彼が腰掛けている背の高い花壇。そこに咲く花も、暑さに辟易しているかのように下を向いているものがいくつか見える。
そこへ…
「千里」
「お~。久し振りやね、怜」
現れたのは、青学テニス部のマネージャーである怜。
制服をまとい、スクールバッグを肩にかけている。
学校帰りにそのまま来たのだろう。
「出て来て良いの?」
「問題なかよ」
少し外に出る、とたまたま会ったチームメイトであり部長の白石には話して来た。
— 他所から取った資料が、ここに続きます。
//! FM operator (slot).

use bitflags::bitflags;

use crate::envelope::{EnvelopeClock, EnvelopeGenerator, EnvelopePhase};
use crate::phase::{PhaseGenerator, Vibrato};
use crate::routing::ModSource;
use crate::waveform::Waveform;

bitflags! {
    /// Key-on sources. An operator sounds while any bit is set.
    #[derive(Debug, Clone, Copy, PartialEq, Eq, Default)]
    pub struct KeyFlags: u8 {
        /// Channel key-on (register 0xB0 bit 5).
        const NORMAL = 0x01;
        /// Rhythm key-on (register 0xBD bits 0-4).
        const DRUM = 0x02;
    }
}

/// Operator registers as written through 0x20, 0x40, 0x60, 0x80 and 0xE0.
#[derive(Clone, Copy, Debug, Default, PartialEq, Eq)]
pub struct OperatorRegisters {
    /// Amplitude modulation enable.
    pub tremolo: bool,
    /// Vibrato enable.
    pub vibrato: bool,
    /// Envelope type: hold at sustain level while keyed.
    pub sustained: bool,
    /// Key-scale rate.
    pub key_scale_rate: bool,
    /// Frequency multiplier index.
    pub multiple: u8,
    /// Key-scale level (0-3).
    pub key_scale_level: u8,
    /// Total level, 0.75 dB steps.
    pub total_level: u8,
    /// Attack rate.
    pub attack_rate: u8,
    /// Decay rate.
    pub decay_rate: u8,
    /// Sustain level; 15 is stored as 31 (-93 dB).
    pub sustain_level: u8,
    /// Release rate.
    pub release_rate: u8,
    /// Waveform select.
    pub waveform: Waveform,
}

/// Chip-wide modulators sampled by an operator on one step.
#[derive(Clone, Copy, Debug, Default)]
pub struct OperatorClock {
    /// Envelope timing.
    pub envelope: EnvelopeClock,
    /// Current tremolo attenuation.
    pub tremolo: u8,
    /// Current vibrato position and depth.
    pub vibrato: Vibrato,
}

/// One of the 36 operators.
#[derive(Clone, Debug, Default)]
pub struct Operator {
    pub(crate) index: usize,
    pub(crate) channel: usize,
    pub(crate) regs: OperatorRegisters,
    pub(crate) key: KeyFlags,
    pub(crate) envelope: EnvelopeGenerator,
    pub(crate) phase: PhaseGenerator,
    pub(crate) modulation: ModSource,
    out: i16,
    previous_out: i16,
    feedback: i16,
}

impl Operator {
    /// Create operator `index` belonging to `channel`.
    pub fn new(index: usize, channel: usize) -> Self {
        Self {
            index,
            channel,
            ..Self::default()
        }
    }

    /// Slot number, 0-35.
    #[inline]
    pub fn index(&self) -> usize {
        self.index
    }

    /// Owning channel.
    #[inline]
    pub fn channel(&self) -> usize {
        self.channel
    }

    /// Register contents.
    #[inline]
    pub fn registers(&self) -> &OperatorRegisters {
        &self.regs
    }

    /// Most recent output sample.
    #[inline]
    pub fn out(&self) -> i16 {
        self.out
    }

    /// Self-feedback modulation computed on this step.
    #[inline]
    pub fn feedback(&self) -> i16 {
        self.feedback
    }

    /// Current envelope phase.
    #[inline]
    pub fn envelope_phase(&self) -> EnvelopePhase {
        self.envelope.phase()
    }

    /// Raw envelope attenuation.
    #[inline]
    pub fn envelope_level(&self) -> u16 {
        self.envelope.level()
    }

    /// Whether any key-on source is active.
    #[inline]
    pub fn is_keyed(&self) -> bool {
        !self.key.is_empty()
    }

    // ========================================================================
    // Register writes
    // ========================================================================

    /// 0x20: AM, VIB, EGT, KSR, MULT.
    pub fn write_control(&mut self, value: u8) {
        self.regs.tremolo = value & 0x80 != 0;
        self.regs.vibrato = value & 0x40 != 0;
        self.regs.sustained = value & 0x20 != 0;
        self.regs.key_scale_rate = value & 0x10 != 0;
        self.regs.multiple = value & 0x0f;
    }

    /// 0x40: KSL, TL. Needs the channel pitch to refresh key scaling.
    pub fn write_level(&mut self, value: u8, f_num: u16, block: u8) {
        self.regs.key_scale_level = (value >> 6) & 0x03;
        self.regs.total_level = value & 0x3f;
        self.envelope.update_key_scale_level(f_num, block);
    }

    /// 0x60: AR, DR.
    pub fn write_attack_decay(&mut self, value: u8) {
        self.regs.attack_rate = (value >> 4) & 0x0f;
        self.regs.decay_rate = value & 0x0f;
    }

    /// 0x80: SL, RR.
    pub fn write_sustain_release(&mut self, value: u8) {
        self.regs.sustain_level = (value >> 4) & 0x0f;
        if self.regs.sustain_level == 0x0f {
            self.regs.sustain_level = 0x1f;
        }
        self.regs.release_rate = value & 0x0f;
    }

    /// 0xE0: waveform select. Only the two low bits apply outside OPL3 mode.
    pub fn write_waveform(&mut self, value: u8, new_mode: bool) {
        let mask = if new_mode { 0x07 } else { 0x03 };
        self.regs.waveform = Waveform::from_bits(value & mask);
    }

    /// Set a key-on source.
    #[inline]
    pub fn key_on(&mut self, source: KeyFlags) {
        self.key |= source;
    }

    /// Clear a key-on source.
    #[inline]
    pub fn key_off(&mut self, source: KeyFlags) {
        self.key &= !source;
    }

    // ========================================================================
    // Per-sample processing
    // ========================================================================

    /// Latch self-feedback from the last two outputs. Runs before anything
    /// else on a step.
    pub fn update_feedback(&mut self, level: u8) {
        self.feedback = if level != 0 {
            (((self.previous_out as i32) + (self.out as i32)) >> (9 - level)) as i16
        } else {
            0
        };
        self.previous_out = self.out;
    }

    /// Run the envelope and phase generators. Returns the pre-advance phase.
    pub fn clock(&mut self, f_num: u16, block: u8, key_scale: u8, clock: OperatorClock) -> u16 {
        let restart = self.envelope.clock(
            &self.regs,
            self.is_keyed(),
            key_scale,
            clock.tremolo,
            clock.envelope,
        );
        let f_num = if self.regs.vibrato {
            clock.vibrato.apply(f_num)
        } else {
            f_num
        };
        self.phase.clock(f_num, block, self.regs.multiple, restart)
    }

    /// Produce this step's output from the phase, envelope and modulation input.
    pub fn generate(&mut self, modulation: i16) {
        let phase = self.phase.output().wrapping_add(modulation as u16);
        self.out = self.regs.waveform.output(phase, self.envelope.output());
    }
}

#[cfg(test)]
mod tests {
    use super::*;

    #[test]
    fn test_register_decoding() {
        let mut op = Operator::new(0, 0);
        op.write_control(0xf5);
        assert!(op.regs.tremolo && op.regs.vibrato && op.regs.sustained && op.regs.key_scale_rate);
        assert_eq!(op.regs.multiple, 5);

        op.write_level(0xbf, 0, 0);
        assert_eq!(op.regs.key_scale_level, 2);
        assert_eq!(op.regs.total_level, 0x3f);

        op.write_attack_decay(0xa3);
        assert_eq!((op.regs.attack_rate, op.regs.decay_rate), (0x0a, 0x03));
    }

    #[test]
    fn test_sustain_level_fifteen_maps_to_thirty_one() {
        let mut op = Operator::new(0, 0);
        op.write_sustain_release(0xf2);
        assert_eq!(op.regs.sustain_level, 0x1f);
        assert_eq!(op.regs.release_rate, 0x02);
        op.write_sustain_release(0xe0);
        assert_eq!(op.regs.sustain_level, 0x0e);
    }

    #[test]
    fn test_waveform_masked_outside_new_mode() {
        let mut op = Operator::new(0, 0);
        op.write_waveform(0x06, false);
        assert_eq!(op.regs.waveform, Waveform::AbsSine);
        op.write_waveform(0x06, true);
        assert_eq!(op.regs.waveform, Waveform::Square);
    }

    #[test]
    fn test_key_sources_are_independent() {
        let mut op = Operator::new(13, 7);
        op.key_on(KeyFlags::NORMAL);
        op.key_on(KeyFlags::DRUM);
        op.key_off(KeyFlags::NORMAL);
        assert!(op.is_keyed());
        op.key_off(KeyFlags::DRUM);
        assert!(!op.is_keyed());
    }

    #[test]
    fn test_feedback_disabled_at_level_zero() {
        let mut op = Operator::new(0, 0);
        op.out = 1000;
        op.update_feedback(0);
        assert_eq!(op.feedback(), 0);
        op.update_feedback(7);
        assert_eq!(op.feedback(), (1000 + 1000) >> 2);
    }
}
と、千歳は続ける。
(…苦労してるなぁ、部長さん)
千歳の放浪癖と、それに振り回されているであろうチームメイトに、怜は内心で溜め息を零す。
「……で、用は?」
千歳の隣に並び、彼が腰掛けている花壇に寄りかかりながら怜は尋ねる。
目前に迫る全国大会。
それに出場するべく都内まで訪れたはずの千歳から、突然の呼び出しを受けたのだ。
ーーー 正確には、怜の所へ向かおうとしていた千歳を止め、代わりに彼の元を訪れたのだが。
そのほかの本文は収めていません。